É comum que eles eliminem do texto as preposições, artigos e conjunções, por exemplo. E outra situação que ocorre é a inversão das palavras. Muitas vezes, para que entendam a mensagem, é preciso estabelecer uma ordem que faça sentido para eles. Rilva, apesar de saber pouco sobre Libras, apenas o que Raquel lhe ensinou, ela já conseguiu arrumar um caminho para se comunicar textualmente com Raquel, fazendo algumas inversões nas frases. Podemos dizer que estaria surgindo uma terceira linguagem?
A intérprete de Libras e professora Luciana Huguenin explica que se trata de uma comunicação bem complexa, mas, principalmente, pela falta de oportunidades. “Muitas vezes temos que utilizar comunicações alternativas para que a gente possa chegar num consenso. Infelizmente isso é normal, pois em muitos lugares do Brasil a Libras ainda não chegou. Não existem muitos profissionais que trabalham com a Língua Brasileira de Sinais. Então, a gente está falando de uma língua, que, na verdade, ainda não se proliferou, porque precisa ser ensinada também, assim como o Português”, disse Luciana.
Luciana tem um programa focado na pessoa com deficiência, chamado “Eficiente”. Ela explica que, no caso dos surdos, não são pessoas doentes, apenas se comunicam pelas mãos, por serem visuais e gestuais. Então, qual o caminho da inclusão?

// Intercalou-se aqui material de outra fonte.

// Page channel behavior as seen by independent controls
use std::sync::{
    Arc, Mutex,
    atomic::{AtomicUsize, Ordering},
};

use chrono::{TimeZone, Utc};

use pcf_samples::event_bus::{
    ChannelState, DIAGNOSTIC_ATTRIBUTE, NotificationPayload, PageContext,
};

fn scenario_payload() -> NotificationPayload {
    NotificationPayload::at(
        Utc.with_ymd_and_hms(2024, 1, 1, 0, 0, 0).unwrap(),
        "hi",
        "x",
        "A",
    )
}

fn counter() -> (Arc<AtomicUsize>, impl Fn(&NotificationPayload) -> anyhow::Result<()>) {
    let count = Arc::new(AtomicUsize::new(0));
    let count_clone = count.clone();
    (count, move |_: &NotificationPayload| {
        count_clone.fetch_add(1, Ordering::SeqCst);
        Ok(())
    })
}

#[test]
fn test_every_lookup_returns_the_same_channel() {
    let page = PageContext::default();
    let channels: Vec<_> = (0..5).map(|_| page.ensure_channel()).collect();

    assert!(channels.iter().all(|c| c.ptr_eq(&channels[0])));
    assert_eq!(page.channels_created(), 1);
}

#[test]
fn test_first_lookup_creates_and_tags_second_does_not_retag() {
    let page = PageContext::default();
    assert_eq!(page.state(), ChannelState::NotCreated);

    let first = page.ensure_channel();
    assert_eq!(page.state(), ChannelState::Created);
    assert_eq!(first.attribute(DIAGNOSTIC_ATTRIBUTE).as_deref(), Some("true"));

    first.set_attribute(DIAGNOSTIC_ATTRIBUTE, "seen");
    let second = page.ensure_channel();
    assert!(second.ptr_eq(&first));
    assert_eq!(second.attribute(DIAGNOSTIC_ATTRIBUTE).as_deref(), Some("seen"));
}

#[test]
fn test_subscribers_called_once_each_in_registration_order() {
    let channel = PageContext::default().ensure_channel();
    let order = Arc::new(Mutex::new(Vec::new()));

    let subscriptions: Vec<_> = (0..5)
        .map(|i| {
            let order = order.clone();
            channel.subscribe(move |_| {
                order.lock().unwrap().push(i);
                Ok(())
            })
        })
        .collect();

    let report = channel.publish(scenario_payload());

    assert_eq!(*order.lock().unwrap(), vec![0, 1, 2, 3, 4]);
    assert_eq!(report.delivered, 5);
    assert!(report.is_clean());
    drop(subscriptions);
}

#[test]
fn test_disposed_subscriber_is_not_called() {
    let channel = PageContext::default().ensure_channel();
    let (kept, kept_handler) = counter();
    let (gone, gone_handler) = counter();

    let _kept = channel.subscribe(kept_handler);
    channel.subscribe(gone_handler).dispose();

    channel.publish(scenario_payload());

    assert_eq!(kept.load(Ordering::SeqCst), 1);
    assert_eq!(gone.load(Ordering::SeqCst), 0);
    assert_eq!(channel.subscriber_count(), 1);
}

#[test]
fn test_detached_subscriber_lives_for_the_channel() {
    let channel = PageContext::default().ensure_channel();
    let (count, handler) = counter();

    channel.subscribe(handler).detach();
    channel.publish(scenario_payload());
    channel.publish(scenario_payload());

    assert_eq!(count.load(Ordering::SeqCst), 2);
}

#[test]
fn test_two_controls_scenario() {
    let page = PageContext::default();

    // Control B ignores its own id, control A does not filter at all
    let (b_count, b_handler) = counter();
    let _b = page
        .ensure_channel()
        .subscribe_excluding_source("B", b_handler);

    let a_seen = Arc::new(Mutex::new(Vec::new()));
    let a_seen_clone = a_seen.clone();
    let _a = page.ensure_channel().subscribe(move |payload| {
        a_seen_clone.lock().unwrap().push(payload.clone());
        Ok(())
    });

    page.ensure_channel().publish(scenario_payload());

    assert_eq!(b_count.load(Ordering::SeqCst), 1);
    let a_seen = a_seen.lock().unwrap();
    assert_eq!(a_seen.len(), 1);
    assert_eq!(a_seen[0].source_component, "A");
    assert_eq!(a_seen[0].timestamp_iso(), "2024-01-01T00:00:00.000Z");
}

#[test]
fn test_self_filtering_is_opt_in() {
    let channel = PageContext::default().ensure_channel();

    let (unfiltered, unfiltered_handler) = counter();
    let (filtered, filtered_handler) = counter();
    let _unfiltered = channel.subscribe(unfiltered_handler);
    let _filtered = channel.subscribe_excluding_source("A", filtered_handler);

    // Published by A: only the unfiltered listener hears its own message
    channel.publish(scenario_payload());

    assert_eq!(unfiltered.load(Ordering::SeqCst), 1);
    assert_eq!(filtered.load(Ordering::SeqCst), 0);
}

#[test]
fn test_failing_listener_does_not_block_others() {
    let channel = PageContext::default().ensure_channel();
    let (count, handler) = counter();

    let _bad = channel.subscribe(|_| anyhow::bail!("render failed"));
    let _panics = channel.subscribe(|_| panic!("listener bug"));
    let _good = channel.subscribe(handler);

    let report = channel.publish(scenario_payload());

    assert_eq!(count.load(Ordering::SeqCst), 1);
    assert_eq!(report.failures.len(), 2);
    assert_eq!(report.delivered, 3);
    assert_eq!(channel.stats().handler_failures, 2);
}

#[test]
fn test_listener_may_publish_within_depth_limit() {
    let page = PageContext::default();
    let channel = page.ensure_channel();
    let echoes = Arc::new(AtomicUsize::new(0));

    let echo_channel = channel.clone();
    let echoes_clone = echoes.clone();
    let _echo = channel.subscribe(move |payload| {
        echoes_clone.fetch_add(1, Ordering::SeqCst);
        // Re-publishing forever is cut off by the depth limit
        echo_channel.publish(payload.clone());
        Ok(())
    });

    let report = channel.publish(scenario_payload());

    assert!(report.is_clean());
    assert_eq!(echoes.load(Ordering::SeqCst), page.config().max_dispatch_depth);
    assert_eq!(channel.stats().rejected_dispatches, 1);
}

#[test]
fn test_payload_wire_shape() {
    let value = serde_json::to_value(scenario_payload()).unwrap();
    assert_eq!(
        value,
        serde_json::json!({
            "message": "hi",
            "timestamp": "2024-01-01T00:00:00Z",
            "componentType": "x",
            "sourceComponent": "A"
        })
    );
}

“A única inclusão que o surdo precisa é que as pessoas entendam que a Libras é uma língua. A gente precisa partir desse ponto de vista. Então, como inserir? Inserindo Libras desde a educação infantil, inserindo curso de Libras, inserindo Libras nas escolas de ensino fundamental e, aí sim, teremos uma geração que também se comunica pelas mãos. Então, passará a ser uma utilização normal. Ter a Libras dentro de um hospital é fundamental para que os pacientes tenham um tratamento adequado”. “Quando começarmos a tratar a acessibilidade como foco principal vamos ter um mundo para todos”, reforça a intérprete.